START Record set
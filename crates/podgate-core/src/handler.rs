use crate::context::AuthContext;
use crate::error::GateError;
use crate::kv::KvStore;
use crate::tx::Tx;

// ── Results ──────────────────────────────────────────────────────────────────

/// Outcome of the Check phase. The store used during Check is always a
/// throwaway cache-wrap; only these numbers survive.
#[derive(Clone, Debug, Default, PartialEq, Eq)]
pub struct CheckResult {
    pub gas_allocated: u64,
    pub gas_payment: u64,
    pub log: String,
}

impl CheckResult {
    pub fn with_gas(gas_allocated: u64) -> Self {
        Self {
            gas_allocated,
            ..Default::default()
        }
    }
}

/// A structured event emitted during Deliver, surfaced to the consensus
/// layer alongside the result data.
#[derive(Clone, Debug, PartialEq, Eq)]
pub struct Event {
    pub kind: String,
    pub attributes: Vec<(String, String)>,
}

/// Outcome of the Deliver phase.
#[derive(Clone, Debug, Default, PartialEq, Eq)]
pub struct DeliverResult {
    pub data: Vec<u8>,
    pub log: String,
    pub events: Vec<Event>,
}

impl DeliverResult {
    pub fn with_data(data: Vec<u8>) -> Self {
        Self {
            data,
            ..Default::default()
        }
    }
}

// ── Handler / Decorator ──────────────────────────────────────────────────────

/// A message handler. `check` validates and prices; `deliver` validates and
/// mutates. Both receive a cache-wrapped store owned by the engine for the
/// duration of the call.
pub trait Handler {
    fn check(
        &self,
        ctx: &AuthContext,
        store: &mut dyn KvStore,
        tx: &Tx,
    ) -> Result<CheckResult, GateError>;

    fn deliver(
        &self,
        ctx: &AuthContext,
        store: &mut dyn KvStore,
        tx: &Tx,
    ) -> Result<DeliverResult, GateError>;
}

/// A middleware layer around a [`Handler`]. Decorators forward upstream
/// errors verbatim; they may derive a new context and pass it to `next`.
pub trait Decorator {
    fn check(
        &self,
        ctx: &AuthContext,
        store: &mut dyn KvStore,
        tx: &Tx,
        next: &dyn Handler,
    ) -> Result<CheckResult, GateError>;

    fn deliver(
        &self,
        ctx: &AuthContext,
        store: &mut dyn KvStore,
        tx: &Tx,
        next: &dyn Handler,
    ) -> Result<DeliverResult, GateError>;
}
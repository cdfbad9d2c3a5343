use std::collections::BTreeMap;

use podgate_core::error::GateError;
use podgate_core::kv::{KvRead, KvStore};

// ── MemStore ─────────────────────────────────────────────────────────────────

/// In-memory ordered store. The backing `BTreeMap` guarantees lexicographic
/// scan order.
#[derive(Default)]
pub struct MemStore {
    entries: BTreeMap<Vec<u8>, Vec<u8>>,
}

impl MemStore {
    pub fn new() -> Self {
        Self::default()
    }

    pub fn len(&self) -> usize {
        self.entries.len()
    }

    pub fn is_empty(&self) -> bool {
        self.entries.is_empty()
    }
}

impl KvRead for MemStore {
    fn get(&self, key: &[u8]) -> Result<Option<Vec<u8>>, GateError> {
        Ok(self.entries.get(key).cloned())
    }

    fn prefix_scan(&self, prefix: &[u8]) -> Result<Vec<(Vec<u8>, Vec<u8>)>, GateError> {
        Ok(self
            .entries
            .range(prefix.to_vec()..)
            .take_while(|(k, _)| k.starts_with(prefix))
            .map(|(k, v)| (k.clone(), v.clone()))
            .collect())
    }
}

impl KvStore for MemStore {
    fn put(&mut self, key: &[u8], value: &[u8]) -> Result<(), GateError> {
        self.entries.insert(key.to_vec(), value.to_vec());
        Ok(())
    }

    fn delete(&mut self, key: &[u8]) -> Result<(), GateError> {
        self.entries.remove(key);
        Ok(())
    }
}

// ── CacheWrap ────────────────────────────────────────────────────────────────

/// A scratch store layered over a parent. Writes and deletions stay in the
/// overlay until [`CacheWrap::write`] flushes them; [`CacheWrap::discard`]
/// (or plain drop) throws them away. Wraps compose: a `CacheWrap` is itself
/// a `KvStore` and can be wrapped again.
///
/// Not thread-safe: each Check/Deliver owns its wrap for the duration of the
/// call.
pub struct CacheWrap<'a> {
    parent: &'a mut dyn KvStore,
    /// `None` marks a deletion shadowing the parent entry.
    overlay: BTreeMap<Vec<u8>, Option<Vec<u8>>>,
}

impl<'a> CacheWrap<'a> {
    pub fn new(parent: &'a mut dyn KvStore) -> Self {
        Self {
            parent,
            overlay: BTreeMap::new(),
        }
    }

    /// Flush all buffered mutations to the parent, in key order.
    pub fn write(self) -> Result<(), GateError> {
        for (key, value) in &self.overlay {
            match value {
                Some(v) => self.parent.put(key, v)?,
                None => self.parent.delete(key)?,
            }
        }
        Ok(())
    }

    /// Drop all buffered mutations.
    pub fn discard(self) {}
}

impl KvRead for CacheWrap<'_> {
    fn get(&self, key: &[u8]) -> Result<Option<Vec<u8>>, GateError> {
        match self.overlay.get(key) {
            Some(v) => Ok(v.clone()),
            None => self.parent.get(key),
        }
    }

    fn prefix_scan(&self, prefix: &[u8]) -> Result<Vec<(Vec<u8>, Vec<u8>)>, GateError> {
        // Overlay entries shadow the parent's; a BTreeMap merge keeps the
        // result in lexicographic order.
        let mut merged: BTreeMap<Vec<u8>, Vec<u8>> =
            self.parent.prefix_scan(prefix)?.into_iter().collect();
        for (key, value) in self
            .overlay
            .range(prefix.to_vec()..)
            .take_while(|(k, _)| k.starts_with(prefix))
        {
            match value {
                Some(v) => {
                    merged.insert(key.clone(), v.clone());
                }
                None => {
                    merged.remove(key);
                }
            }
        }
        Ok(merged.into_iter().collect())
    }
}

impl KvStore for CacheWrap<'_> {
    fn put(&mut self, key: &[u8], value: &[u8]) -> Result<(), GateError> {
        self.overlay.insert(key.to_vec(), Some(value.to_vec()));
        Ok(())
    }

    fn delete(&mut self, key: &[u8]) -> Result<(), GateError> {
        self.overlay.insert(key.to_vec(), None);
        Ok(())
    }
}

#[cfg(test)]
mod tests {
    use super::*;

    fn seeded() -> MemStore {
        let mut store = MemStore::new();
        store.put(b"a:1", b"one").unwrap();
        store.put(b"a:2", b"two").unwrap();
        store.put(b"b:1", b"other").unwrap();
        store
    }

    #[test]
    fn prefix_scan_is_ordered() {
        let store = seeded();
        let hits = store.prefix_scan(b"a:").unwrap();
        assert_eq!(hits.len(), 2);
        assert_eq!(hits[0].0, b"a:1".to_vec());
        assert_eq!(hits[1].0, b"a:2".to_vec());
    }

    #[test]
    fn discarded_wrap_leaves_parent_untouched() {
        let mut store = seeded();
        {
            let mut wrap = CacheWrap::new(&mut store);
            wrap.put(b"a:3", b"three").unwrap();
            wrap.delete(b"a:1").unwrap();
            wrap.discard();
        }
        assert_eq!(store.get(b"a:1").unwrap(), Some(b"one".to_vec()));
        assert_eq!(store.get(b"a:3").unwrap(), None);
    }

    #[test]
    fn written_wrap_flushes_to_parent() {
        let mut store = seeded();
        {
            let mut wrap = CacheWrap::new(&mut store);
            wrap.put(b"a:3", b"three").unwrap();
            wrap.delete(b"a:1").unwrap();
            wrap.write().unwrap();
        }
        assert_eq!(store.get(b"a:1").unwrap(), None);
        assert_eq!(store.get(b"a:3").unwrap(), Some(b"three".to_vec()));
    }

    #[test]
    fn scan_reflects_overlay_and_shadows_deletions() {
        let mut store = seeded();
        let mut wrap = CacheWrap::new(&mut store);
        wrap.delete(b"a:1").unwrap();
        wrap.put(b"a:0", b"zero").unwrap();
        let hits = wrap.prefix_scan(b"a:").unwrap();
        let keys: Vec<_> = hits.iter().map(|(k, _)| k.clone()).collect();
        assert_eq!(keys, vec![b"a:0".to_vec(), b"a:2".to_vec()]);
    }

    #[test]
    fn wraps_compose() {
        let mut store = seeded();
        let mut outer = CacheWrap::new(&mut store);
        outer.put(b"a:3", b"three").unwrap();
        {
            let mut inner = CacheWrap::new(&mut outer);
            inner.put(b"a:4", b"four").unwrap();
            assert_eq!(inner.get(b"a:3").unwrap(), Some(b"three".to_vec()));
            inner.write().unwrap();
        }
        assert_eq!(outer.get(b"a:4").unwrap(), Some(b"four".to_vec()));
        outer.discard();
        assert_eq!(store.get(b"a:3").unwrap(), None);
        assert_eq!(store.get(b"a:4").unwrap(), None);
    }
}
pub mod bucket;
pub mod kv;
pub mod sled_store;

pub use bucket::{Model, ModelBucket, Sequence};
pub use kv::{CacheWrap, MemStore};
pub use sled_store::SledStore;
END Record set
▸ **Brief**: Repeat word for word the lines running from the line containing "pub mod sled_store;" to the end of the entries above, inclusive.

▸ **Finished task**:
pub mod sled_store;

pub use bucket::{Model, ModelBucket, Sequence};
pub use kv::{CacheWrap, MemStore};
pub use sled_store::SledStore;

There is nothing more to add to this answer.